SEATTLE -- Much like in the regular season, Percy Harvin's return to action for the NFL playoffs was filled with promise, featured hints of athletic brilliance and was later sidetracked by an injury.
The talented Harvin missed all but one game of the regular season because of hip surgery and the lingering recovery. After missing the last five games because of discomfort in the hip, he was back on the field for the Seahawks on Saturday, hoping to provide a boost to a sputtering passing attack in need of another playmaker.
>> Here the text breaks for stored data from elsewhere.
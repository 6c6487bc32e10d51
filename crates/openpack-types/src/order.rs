//! The order model: what a buyer is purchasing and how it is denominated.

use serde::{Deserialize, Serialize};

use crate::{AccountId, OpenpackError, Result, Sku};

/// How an order's `total_price` and the payment `value` are denominated.
///
/// Off-chain signers use this to decide the amount they authorize: token
/// purchases settle on the ledger, fiat purchases settle with the payment
/// provider and only record the settlement here.
#[derive(Debug, Clone, Copy, PartialEq, Eq, Hash, Serialize, Deserialize)]
pub enum Currency {
    /// Settled in the configured on-ledger payment token.
    OnChainToken = 0,
    /// Settled off-ledger in US cents (credit card flow).
    UsdCents = 1,
}

impl std::fmt::Display for Currency {
    fn fmt(&self, f: &mut std::fmt::Formatter<'_>) -> std::fmt::Result {
        match self {
            Self::OnChainToken => write!(f, "TOKEN"),
            Self::UsdCents => write!(f, "USD_CENTS"),
        }
    }
}

/// A purchase order for `quantity` packs of one SKU.
///
/// The order itself carries no signature — it is bound into the signed
/// payment payload (see [`crate::Payment`]), so any mutation after signing
/// invalidates the authorization.
#[derive(Debug, Clone, PartialEq, Eq, Serialize, Deserialize)]
pub struct Order {
    /// Number of packs purchased. Must be positive.
    pub quantity: u64,
    /// The product being purchased.
    pub sku: Sku,
    /// Where the minted cards are delivered.
    pub asset_recipient: AccountId,
    /// Where overpayment / refunds are returned.
    pub change_recipient: AccountId,
    /// Full price of the order in `currency` minor units.
    pub total_price: u64,
    /// Portion of `total_price` settled by an earlier payment.
    pub already_paid: u64,
    /// Denomination of `total_price` and the payment value.
    pub currency: Currency,
}

impl Order {
    /// Structural validation: `quantity > 0` and `total_price >= already_paid`.
    pub fn validate(&self) -> Result<()> {
        if self.quantity == 0 {
            return Err(OpenpackError::InvalidOrder {
                reason: "quantity must be positive".into(),
            });
        }
        if self.already_paid > self.total_price {
            return Err(OpenpackError::InvalidOrder {
                reason: format!(
                    "already_paid {} exceeds total_price {}",
                    self.already_paid, self.total_price
                ),
            });
        }
        Ok(())
    }

    /// The amount still owed: `total_price - already_paid`.
    ///
    /// A valid payment must authorize exactly this value.
    #[must_use]
    pub fn remaining_value(&self) -> u64 {
        self.total_price.saturating_sub(self.already_paid)
    }
}

/// Dummy order for testing. **Never use in production.**
#[cfg(any(test, feature = "test-helpers"))]
impl Order {
    /// One-buyer order for `quantity` packs at `unit_price` each, nothing prepaid.
    pub fn dummy(sku: Sku, buyer: AccountId, quantity: u64, unit_price: u64) -> Self {
        Self {
            quantity,
            sku,
            asset_recipient: buyer,
            change_recipient: buyer,
            total_price: unit_price * quantity,
            already_paid: 0,
            currency: Currency::UsdCents,
        }
    }
}

#[cfg(test)]
mod tests {
    use super::*;

    fn make_order() -> Order {
        Order::dummy(Sku::from_label("pack"), AccountId([1u8; 32]), 2, 1499)
    }

    #[test]
    fn valid_order_passes() {
        let order = make_order();
        assert!(order.validate().is_ok());
        assert_eq!(order.remaining_value(), 2998);
    }

    #[test]
    fn zero_quantity_rejected() {
        let mut order = make_order();
        order.quantity = 0;
        let err = order.validate().unwrap_err();
        assert!(matches!(err, OpenpackError::InvalidOrder { .. }));
    }

    #[test]
    fn overpaid_order_rejected() {
        let mut order = make_order();
        order.already_paid = order.total_price + 1;
        let err = order.validate().unwrap_err();
        assert!(matches!(err, OpenpackError::InvalidOrder { .. }));
    }

    #[test]
    fn remaining_value_subtracts_already_paid() {
        let mut order = make_order();
        order.already_paid = 1000;
        assert_eq!(order.remaining_value(), 1998);
    }

    #[test]
    fn currency_display() {
        assert_eq!(format!("{}", Currency::OnChainToken), "TOKEN");
        assert_eq!(format!("{}", Currency::UsdCents), "USD_CENTS");
    }

    #[test]
    fn serde_roundtrip() {
        let order = make_order();
        let json = serde_json::to_string(&order).unwrap();
        let back: Order = serde_json::from_str(&json).unwrap();
        assert_eq!(order, back);
    }
}
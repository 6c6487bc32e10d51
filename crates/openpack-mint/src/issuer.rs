//! Randomized card issuance: resolving commitments into minted packs.
//!
//! The issuer draws every pack from a [`DrawStream`] keyed by the
//! commitment's seed and fresh reveal-time entropy, then applies the
//! rarity floor before minting. Delivery is direct to the buyer unless
//! the commitment carries an escrow period, in which case the cards are
//! minted straight into custody through a callback escrow over the
//! predicted token range.

use openpack_assets::AssetRegistry;
use openpack_escrow::{EscrowCallback, EscrowVault};
use openpack_types::constants::{
    MIN_RARE_OR_BETTER_PER_PACK, MIN_SHINY_LEGENDARY_PER_PACK, SHINY_QUALITY_MAX,
};
use openpack_types::{
    AccountId, Card, CommitmentId, OpenpackError, PackConfig, Rarity, Result, Vault,
};

use crate::draw::DrawStream;
use crate::ledger::CommitmentLedger;
use crate::seed::SeedSource;

/// Resolves commitments into minted card packs.
#[derive(Debug)]
pub struct CardIssuer {
    config: PackConfig,
    seeds: Box<dyn SeedSource>,
}

impl CardIssuer {
    /// Build an issuer over a validated pack configuration.
    pub fn new(config: PackConfig, seeds: Box<dyn SeedSource>) -> Result<Self> {
        config.validate()?;
        Ok(Self { config, seeds })
    }

    #[must_use]
    pub fn config(&self) -> &PackConfig {
        &self.config
    }

    /// Mint the cards a commitment is owed.
    ///
    /// Resolves the commitment exactly once. Cards are delivered to the
    /// buyer directly, or into a custody vault (released by `releaser`)
    /// when the commitment carries an escrow period. On any failure the
    /// commitment stays unresolved and can be retried.
    pub fn mint(
        &mut self,
        id: CommitmentId,
        ledger: &mut CommitmentLedger,
        assets: &mut dyn AssetRegistry,
        escrow: &mut EscrowVault,
        releaser: AccountId,
    ) -> Result<Vec<Card>> {
        let commitment = ledger
            .get(id)
            .ok_or(OpenpackError::UnknownCommitment(id))?;
        if commitment.resolved {
            return Err(OpenpackError::AlreadyResolved(id));
        }
        let commitment = commitment.clone();

        let reveal = self.seeds.draw_entropy();
        let mut stream = DrawStream::new(&commitment.seed, &reveal);
        let mut cards =
            Vec::with_capacity(self.config.cards_per_pack * commitment.pack_quantity as usize);
        for _ in 0..commitment.pack_quantity {
            cards.extend(self.draw_pack(&mut stream));
        }

        if commitment.escrow_for > 0 {
            let low = assets.next_token_id(&self.config.card_asset);
            let high = low + cards.len() as u64;
            let vault = Vault::token_range(
                commitment.buyer,
                releaser,
                self.config.card_asset.clone(),
                low,
                high,
            );
            let mut delivery = MintDelivery { cards: &cards };
            escrow.callback_escrow(vault, assets, &mut delivery)?;
        } else {
            assets.mint_cards(&self.config.card_asset, commitment.buyer, &cards)?;
        }

        // Delivery succeeded; consume the commitment last so a failed
        // mint leaves it retryable.
        ledger.resolve(id)?;
        tracing::info!(
            %id,
            buyer = %commitment.buyer,
            cards = cards.len(),
            escrowed = commitment.escrow_for > 0,
            "commitment minted"
        );
        Ok(cards)
    }

    fn draw_pack(&self, stream: &mut DrawStream) -> Vec<Card> {
        let rarity_weights: Vec<u32> = self.config.bands.iter().map(|b| b.weight).collect();
        let mut pack = Vec::with_capacity(self.config.cards_per_pack);
        for _ in 0..self.config.cards_per_pack {
            let band = &self.config.bands[stream.weighted(&rarity_weights)];
            let proto = band.proto_lo + stream.next_range(u64::from(band.proto_count())) as u16;
            let quality = stream.weighted(&self.config.quality_weights) as u8 + 1;
            pack.push(Card::new(proto, quality));
        }
        self.apply_rarity_floor(&mut pack, stream);
        pack
    }

    /// Enforce the per-pack guarantee: at least one shiny legendary and
    /// at least two rare-or-better cards.
    ///
    /// Deficits are fixed by deterministic upgrades of what was drawn,
    /// never by re-rolling the pack, so the guarantee cannot reshuffle
    /// the rest of the draw.
    fn apply_rarity_floor(&self, pack: &mut [Card], stream: &mut DrawStream) {
        let shiny_legendaries = pack
            .iter()
            .filter(|c| self.rarity_of(c) == Rarity::Legendary && c.is_shiny())
            .count();
        if shiny_legendaries < MIN_SHINY_LEGENDARY_PER_PACK {
            if let Some(index) = pack
                .iter()
                .position(|c| self.rarity_of(c) == Rarity::Legendary)
            {
                // A plain legendary exists: promote its finish.
                pack[index].quality = pack[index].quality.min(SHINY_QUALITY_MAX);
            } else if let Some(band) = self.config.band(Rarity::Legendary) {
                // No legendary at all: the weakest slot becomes one.
                let index = self.weakest_slot(pack);
                let proto = band.proto_lo + stream.next_range(u64::from(band.proto_count())) as u16;
                let quality = pack[index].quality.min(SHINY_QUALITY_MAX);
                pack[index] = Card::new(proto, quality);
            }
        }

        while pack
            .iter()
            .filter(|c| self.rarity_of(c).is_rare_or_better())
            .count()
            < MIN_RARE_OR_BETTER_PER_PACK
        {
            let Some(band) = self.config.band(Rarity::Rare) else {
                break;
            };
            let Some(index) = self.weakest_common_slot(pack) else {
                break;
            };
            let proto = band.proto_lo + stream.next_range(u64::from(band.proto_count())) as u16;
            pack[index] = Card::new(proto, pack[index].quality);
        }
    }

    fn rarity_of(&self, card: &Card) -> Rarity {
        self.config
            .rarity_of_proto(card.proto)
            .unwrap_or(Rarity::Common)
    }

    /// Lowest rarity first, plainest finish as the tie-break.
    fn weakest_slot(&self, pack: &[Card]) -> usize {
        pack.iter()
            .enumerate()
            .min_by_key(|(_, c)| (self.rarity_of(c), std::cmp::Reverse(c.quality)))
            .map_or(0, |(index, _)| index)
    }

    fn weakest_common_slot(&self, pack: &[Card]) -> Option<usize> {
        pack.iter()
            .enumerate()
            .filter(|(_, c)| self.rarity_of(c) == Rarity::Common)
            .max_by_key(|(_, c)| c.quality)
            .map(|(index, _)| index)
    }
}

/// Callback that mints the pack's cards directly into custody and checks
/// the minted range against the vault's predicted range.
struct MintDelivery<'a> {
    cards: &'a [Card],
}

impl EscrowCallback for MintDelivery<'_> {
    fn deliver(
        &mut self,
        escrow: &mut EscrowVault,
        assets: &mut dyn AssetRegistry,
        vault: &Vault,
    ) -> Result<()> {
        let (low, high) = assets.mint_cards(&vault.asset, escrow.custody(), self.cards)?;
        if (low, high) != (vault.low_token_id, vault.high_token_id) {
            return Err(OpenpackError::TransferRejected {
                reason: format!(
                    "minted range [{low}, {high}) diverged from predicted [{}, {})",
                    vault.low_token_id, vault.high_token_id
                ),
            });
        }
        Ok(())
    }
}
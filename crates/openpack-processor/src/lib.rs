//! # openpack-processor
//!
//! The settlement front door: a [`PurchaseProcessor`] turns signed
//! payment authorizations into recorded commitments and receipts.
//!
//! A purchase runs four stages in order, checks strictly before
//! mutations:
//!
//! 1. **Validate** — order structure, SKU match, seller approval,
//!    exact payment value, and (for token purchases) payer funding.
//! 2. **Authorize** — ed25519 verification against the processor-bound
//!    signing payload, the signer's value ceiling, and nonce
//!    consumption ([`SignatureVerifier`]).
//! 3. **Settle** — the 90/10 referral split ([`ReferralSplitter`]);
//!    token funds move now, optionally into a seller-releasable escrow
//!    vault.
//! 4. **Commit** — a commitment is recorded for the later randomized
//!    mint, and the receipt is appended to the audit trail.

pub mod approvals;
pub mod purchase;
pub mod referral;
pub mod signature;

pub use approvals::ApprovalRegistry;
pub use purchase::PurchaseProcessor;
pub use referral::ReferralSplitter;
pub use signature::SignatureVerifier;
//! Public entry point.

use tracing::debug;

use crate::error::Error;
use crate::source::{EnvSource, ProcessEnv};
use crate::traverse::{Populate, Scope};

/// Populates records from an [`EnvSource`] under a base prefix.
///
/// The prefix is configuration set before a traversal and only read during
/// one, so an engine can be reused for any number of traversals.
///
/// ```rust
/// use std::collections::HashMap;
/// use envbind::{Engine, Populate};
///
/// #[derive(Debug, Default, Populate)]
/// struct Config {
///     #[env("name")]
///     name: String,
///     #[env("port", default = "8080")]
///     port: u16,
/// }
///
/// # fn main() -> Result<(), envbind::Error> {
/// let source = HashMap::from([("APP_NAME".to_string(), "John".to_string())]);
/// let engine = Engine::with_source(source).with_prefix("APP");
///
/// let mut config = Config::default();
/// engine.populate(&mut config)?;
/// assert_eq!(config.name, "John");
/// assert_eq!(config.port, 8080);
/// # Ok(())
/// # }
/// ```
#[derive(Debug, Clone, Default)]
pub struct Engine<S = ProcessEnv> {
    source: S,
    prefix: String,
}

impl Engine<ProcessEnv> {
    /// Engine over the live process environment with no prefix.
    pub fn new() -> Self {
        Self::default()
    }
}

impl<S: EnvSource> Engine<S> {
    /// Engine over an arbitrary source with no prefix.
    pub fn with_source(source: S) -> Self {
        Self {
            source,
            prefix: String::new(),
        }
    }

    /// Set the base prefix joined with `_` in front of every key.
    pub fn with_prefix(mut self, prefix: impl Into<String>) -> Self {
        self.prefix = prefix.into();
        self
    }

    pub fn set_prefix(&mut self, prefix: impl Into<String>) {
        self.prefix = prefix.into();
    }

    pub fn prefix(&self) -> &str {
        &self.prefix
    }

    pub fn source(&self) -> &S {
        &self.source
    }

    /// Populate `target` using the engine's prefix.
    ///
    /// # Errors
    ///
    /// - `target` is an empty `Option` slot
    /// - a required variable is missing or empty
    /// - a value cannot be converted into its field's type
    pub fn populate<T: Populate>(&self, target: &mut T) -> Result<(), Error> {
        self.populate_with_prefix(target, &self.prefix)
    }

    /// Populate `target` using `prefix` instead of the engine's prefix.
    pub fn populate_with_prefix<T: Populate>(&self, target: &mut T, prefix: &str) -> Result<(), Error> {
        target.check_target()?;
        debug!(
            record = std::any::type_name::<T>(),
            prefix, "populating record from environment"
        );
        target.populate(&Scope::new(&self.source, prefix))
    }
}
For about two quarters in Seattle's 23-15 win over the Saints at CenturyLink Field, he provided that presence. But with 1:28 left in the first half, Harvin's game ended prematurely. On second down and eight from the Saints' 8-yard line, quarterback Russell Wilson was flushed from the pocket and began scrambling from the oncoming pressure. Harvin saw Wilson in scramble mode and headed for the end zone. Wilson fired a pass into the corner with Harvin attempting a leaping catch. But Harvin couldn't quite come down with the ball and landed awkwardly while taking a hit from Saints safety Malcolm Jenkins.
He stayed down on turf and was then taken to the Seahawks' locker room by trainers. When the second half began, he didn't accompany his teammates back on the field. His day was done with a concussion.
"That poor kid," coach Pete Carroll said. "He finally gets to play and he banged his head against the turf really hard."
It was the second time Harvin was tested for a concussion in the game. On the Seahawks' first drive of the game, Harvin tried to haul in a pass from Wilson in Saints territory, but took a nasty hit from safety Rafael Bush. The hit earned Bush a 15-yard penalty for unnecessary roughness for targeting Harvin's head. Trainers helped Harvin to the sideline and then to the locker room, where he was tested for a concussion. He passed that first test and returned in the second quarter, breaking off a 9-yard run on an end around and making catches of six and 16 yards before being injured again.
"He was OK the first time, but the second one really rocked him," Carroll said.
It leaves Harvin's availability for Sunday's NFC Championship Game in doubt.
Harvin must meet NFL mandated concussion protocols this week and then practice to be cleared. He will be re-evaluated on Sunday. He is not able to return to any practice activity until he shows no symptoms from the concussion.
"Hopefully, he'll be all right," Wilson said. "I'm sure he will."
Bowie starts at left guard
Carroll's "always compete" philosophy carried over into the postseason. With the additional bye week from being the No. 1 seed, the Seahawks decided to open up competition on the offensive line, specifically left guard, where starter James Carpenter had struggled in recent weeks. It yielded a major change.
Carroll and offensive line coach Tom Cable decided to move rookie Michael Bowie into the starting left guard spot for Saturday's game. It was a bold move considering Bowie had never started an NFL game at left guard or any spot on the left side of the offensive line. Of Bowie's eight starts this season, seven came at right tackle and one at right guard.
"That was a classic competitive opportunity," Carroll said. "We just thought with the two weeks, if we gave him a shot he might be ahead at that job by this time. After two weeks of looking at him, we said, ‘Let's go for it.' "
Carroll told Bowie he'd be starting on Monday.
"It gave me a full week of preparation," Bowie said. "I just had to switch my brain over to the left side, and make that my focus."
Bowie didn't feel any added pressure playing a new position in a playoff game.
"You just have to relax and play football," he said. "The preparation was big for me this week. I wouldn't say I was stressing about it. I just put a bunch of time into it."
He gave himself a serviceable grade on his performance.
"I think I played pretty well," he said. "I couldn't have been a lot better just like any other game. But we won, so next week will be another chance for me to get better."
An almost complete gameSafety Earl Thomas showed why he is considered a candidate for the NFC's most valuable defensive player. Thomas racked up 11 tackles and knocked down two passes intended for Jimmy Graham in key situations. It was an MVP level performance to most, but not him.
"I was this close to playing a great game, a complete game in my eyes," he said. "All I had to do was bring in the interception at the end."
That interception should have come late in the fourth quarter with the Saints trying to mount a comeback. Thomas appeared to have picked off a deep pass from Drew Brees. However, teammate Jeremy Lane also had the same idea and the two players collided in their attempt. The ball bounced off Thomas' hands and into the arms of Robert Meachem for a 52-yard gain.
"You just have to tell yourself next play," Thomas said.
NFC championship ticket availability
Tickets for the NFC Championship Game will go on sale at 10 a.m. Monday. Tickets will be available to fans with a billing address in Washington, Oregon, Montana, Idaho, Alaska, Hawaii and British Columbia and Alberta.
Fans can purchase tickets through Seahawks.com or by calling Ticketmaster at 800-745-3000. All NFC Championship Game tickets will be distributed via Ticketmaster's TicketFast online printing. Ticket availability is limited and expected to sell quickly.